WORK INSTRUCTION
Search the entries below for the string "payload" and copy the lines that hold it.

Items from a dataset:
......
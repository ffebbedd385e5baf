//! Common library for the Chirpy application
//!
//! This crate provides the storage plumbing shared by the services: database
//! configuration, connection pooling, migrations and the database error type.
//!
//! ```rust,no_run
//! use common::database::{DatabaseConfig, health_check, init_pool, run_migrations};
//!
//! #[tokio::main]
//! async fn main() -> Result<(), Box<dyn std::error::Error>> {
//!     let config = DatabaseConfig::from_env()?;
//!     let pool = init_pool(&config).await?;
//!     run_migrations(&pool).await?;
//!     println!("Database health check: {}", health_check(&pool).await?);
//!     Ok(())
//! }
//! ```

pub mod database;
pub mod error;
......
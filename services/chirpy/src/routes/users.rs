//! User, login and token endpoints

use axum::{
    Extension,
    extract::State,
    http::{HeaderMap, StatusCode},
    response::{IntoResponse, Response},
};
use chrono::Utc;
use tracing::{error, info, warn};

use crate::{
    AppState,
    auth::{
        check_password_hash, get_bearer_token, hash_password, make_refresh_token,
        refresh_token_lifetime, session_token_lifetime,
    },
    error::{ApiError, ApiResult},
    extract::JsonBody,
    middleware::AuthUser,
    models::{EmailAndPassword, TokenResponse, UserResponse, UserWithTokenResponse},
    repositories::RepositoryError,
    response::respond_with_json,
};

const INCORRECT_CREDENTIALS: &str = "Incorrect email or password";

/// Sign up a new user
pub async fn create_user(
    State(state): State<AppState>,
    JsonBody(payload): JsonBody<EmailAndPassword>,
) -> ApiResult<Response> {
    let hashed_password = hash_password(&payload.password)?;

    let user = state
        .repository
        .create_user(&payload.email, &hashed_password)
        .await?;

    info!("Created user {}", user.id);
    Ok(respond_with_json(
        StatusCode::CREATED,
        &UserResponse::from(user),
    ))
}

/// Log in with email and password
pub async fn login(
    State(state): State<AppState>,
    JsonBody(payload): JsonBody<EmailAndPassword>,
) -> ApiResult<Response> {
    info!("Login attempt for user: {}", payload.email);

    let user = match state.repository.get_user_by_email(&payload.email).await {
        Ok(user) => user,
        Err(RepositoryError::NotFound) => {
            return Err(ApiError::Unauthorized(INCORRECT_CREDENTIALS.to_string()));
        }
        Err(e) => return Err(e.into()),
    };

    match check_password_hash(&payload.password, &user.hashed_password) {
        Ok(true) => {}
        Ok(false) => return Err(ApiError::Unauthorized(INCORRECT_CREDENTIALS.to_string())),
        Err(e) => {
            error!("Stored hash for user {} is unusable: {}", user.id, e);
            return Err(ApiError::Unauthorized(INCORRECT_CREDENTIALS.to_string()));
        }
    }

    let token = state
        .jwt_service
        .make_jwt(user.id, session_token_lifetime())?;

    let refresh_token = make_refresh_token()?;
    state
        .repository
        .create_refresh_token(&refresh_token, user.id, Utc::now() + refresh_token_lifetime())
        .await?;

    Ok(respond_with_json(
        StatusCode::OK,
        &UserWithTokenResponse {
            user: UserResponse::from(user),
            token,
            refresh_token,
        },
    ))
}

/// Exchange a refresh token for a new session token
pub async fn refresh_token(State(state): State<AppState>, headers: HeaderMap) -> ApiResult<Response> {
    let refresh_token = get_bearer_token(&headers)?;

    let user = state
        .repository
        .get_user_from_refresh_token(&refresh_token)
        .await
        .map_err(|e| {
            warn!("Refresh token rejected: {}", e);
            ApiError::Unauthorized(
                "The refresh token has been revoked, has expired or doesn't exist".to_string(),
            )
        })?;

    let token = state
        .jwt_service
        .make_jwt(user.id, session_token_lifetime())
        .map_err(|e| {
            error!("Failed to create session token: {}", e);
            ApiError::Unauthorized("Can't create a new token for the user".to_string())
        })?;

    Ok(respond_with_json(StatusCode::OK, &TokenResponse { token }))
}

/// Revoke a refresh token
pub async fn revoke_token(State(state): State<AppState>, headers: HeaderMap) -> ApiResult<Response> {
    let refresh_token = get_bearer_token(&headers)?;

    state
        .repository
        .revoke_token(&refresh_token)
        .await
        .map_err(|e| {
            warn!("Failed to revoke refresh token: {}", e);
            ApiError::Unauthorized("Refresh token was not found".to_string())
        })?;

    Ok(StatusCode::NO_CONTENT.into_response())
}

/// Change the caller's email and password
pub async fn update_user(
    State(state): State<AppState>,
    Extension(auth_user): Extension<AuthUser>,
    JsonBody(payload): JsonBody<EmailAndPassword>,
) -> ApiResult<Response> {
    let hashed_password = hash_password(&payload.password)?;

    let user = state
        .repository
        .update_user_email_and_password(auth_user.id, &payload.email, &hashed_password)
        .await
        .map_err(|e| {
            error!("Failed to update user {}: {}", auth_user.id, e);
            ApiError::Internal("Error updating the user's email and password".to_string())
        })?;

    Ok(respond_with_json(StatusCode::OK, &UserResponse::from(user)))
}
......
WRITTEN ANSWER
    JsonBody(payload): JsonBody<EmailAndPassword>,
    let hashed_password = hash_password(&payload.password)?;
        .create_user(&payload.email, &hashed_password)
    JsonBody(payload): JsonBody<EmailAndPassword>,
    info!("Login attempt for user: {}", payload.email);
    let user = match state.repository.get_user_by_email(&payload.email).await {
    match check_password_hash(&payload.password, &user.hashed_password) {
    JsonBody(payload): JsonBody<EmailAndPassword>,
    let hashed_password = hash_password(&payload.password)?;
        .update_user_email_and_password(auth_user.id, &payload.email, &hashed_password)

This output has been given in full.